How Do I Explain My Total Enlightenment To Stupid Assholes?

Short of becoming a hermit, there’s no way around it: we all must deal with other people. Sometimes this is a seemingly exceedingly difficult task. All the same, we cannot run from our responsibility any more than the deer can run from the cheetah or the zebra can run from the faster zebra.

Upon beginning the study of the teachings of the Buddha four months ago, I became an enlightened being free from the shackles of hatred and sadness. But some of the morons I deal with on a daily basis don’t share my core beliefs. I’ve been repeatedly subjected to comments like “This is a phase” and “I’m glad for you, but punching the wall because you spilled your orange Slice doesn’t seem very much like the Buddha.”
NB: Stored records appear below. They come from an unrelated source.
//! Per-key mutual exclusion for in-flight analyses.
//!
//! [`KeyedLocks::acquire`] hands out one async lock per document id. The
//! first caller for an id proceeds; later callers for the same id wait
//! until the guard is dropped. Callers for different ids never contend.
//! Each entry counts its holders and waiters, including waiters whose
//! `acquire` future is dropped before it resolves, and is removed when
//! that count reaches zero.

use std::collections::HashMap;
use std::sync::{Arc, Mutex, MutexGuard};

use tokio::sync::OwnedMutexGuard;

/// One id's lock plus the number of holders and waiters using it.
#[derive(Default)]
struct Slot {
    lock: Arc<tokio::sync::Mutex<()>>,
    users: usize,
}

#[derive(Default)]
pub struct KeyedLocks {
    slots: Mutex<HashMap<String, Slot>>,
}

impl KeyedLocks {
    pub fn new() -> Self {
        Self::default()
    }

    fn slots(&self) -> MutexGuard<'_, HashMap<String, Slot>> {
        self.slots.lock().unwrap_or_else(|e| e.into_inner())
    }

    /// Wait for exclusive access to `key`.
    ///
    /// The caller is registered before it starts waiting, so dropping this
    /// future mid-wait still releases its share of the slot.
    pub async fn acquire(self: &Arc<Self>, key: &str) -> KeyGuard {
        let lock = {
            let mut slots = self.slots();
            let slot = slots.entry(key.to_string()).or_default();
            slot.users += 1;
            Arc::clone(&slot.lock)
        };

        let mut guard = KeyGuard {
            locks: Arc::clone(self),
            key: key.to_string(),
            held: None,
        };
        guard.held = Some(lock.lock_owned().await);
        guard
    }

    /// Number of ids with a holder or waiter.
    pub fn in_flight(&self) -> usize {
        self.slots().len()
    }
}

/// Exclusive access to one key; released on drop.
pub struct KeyGuard {
    locks: Arc<KeyedLocks>,
    key: String,
    held: Option<OwnedMutexGuard<()>>,
}

impl Drop for KeyGuard {
    fn drop(&mut self) {
        self.held.take();

        let mut slots = self.locks.slots();
        if let Some(slot) = slots.get_mut(&self.key) {
            slot.users = slot.users.saturating_sub(1);
            if slot.users == 0 {
                slots.remove(&self.key);
            }
        }
    }
}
Well as the Buddha teaches, fuck them haters. You can’t let these nay-saying sacks of shit deter you from the righteous path. From all sides you may be beset with challengers, and sometimes you’ll have to answer to them as the tree responds to the wind: bending, but not breaking, unless there’s a really strong gust, then it’s a mess and the branches are just all over the goddamn place. Be firm in your resolve, and let them know you’re so much better than their stupid asses.

It’s important to remember that these idiots aren’t enlightened, calm beings like you. They are like the water as it rushes down the mountain: taking the path of least resistance and going all over the fucking place, like the water as it rushes along following the rains. Be patient with them, as patience is a both a sign and side-effect of being so much better than these twats you work with or the nitwits at the corner bar who think you’re all gay now but then you’re like “No, fuck you, I’m just in a state of cosmic contentment you dopey apes.”

In conclusionalness, the fox and the hound were friends, and so you must be as to the being of who you are being now in the state of perfection you’ve achieved in these past few weeks. Do not fret. You’ll be rid of these jerks soon enough when all this Buddhism pays off after you write your best selling book on your journey to the godmind and you buy a giant fucking house far away from these losers.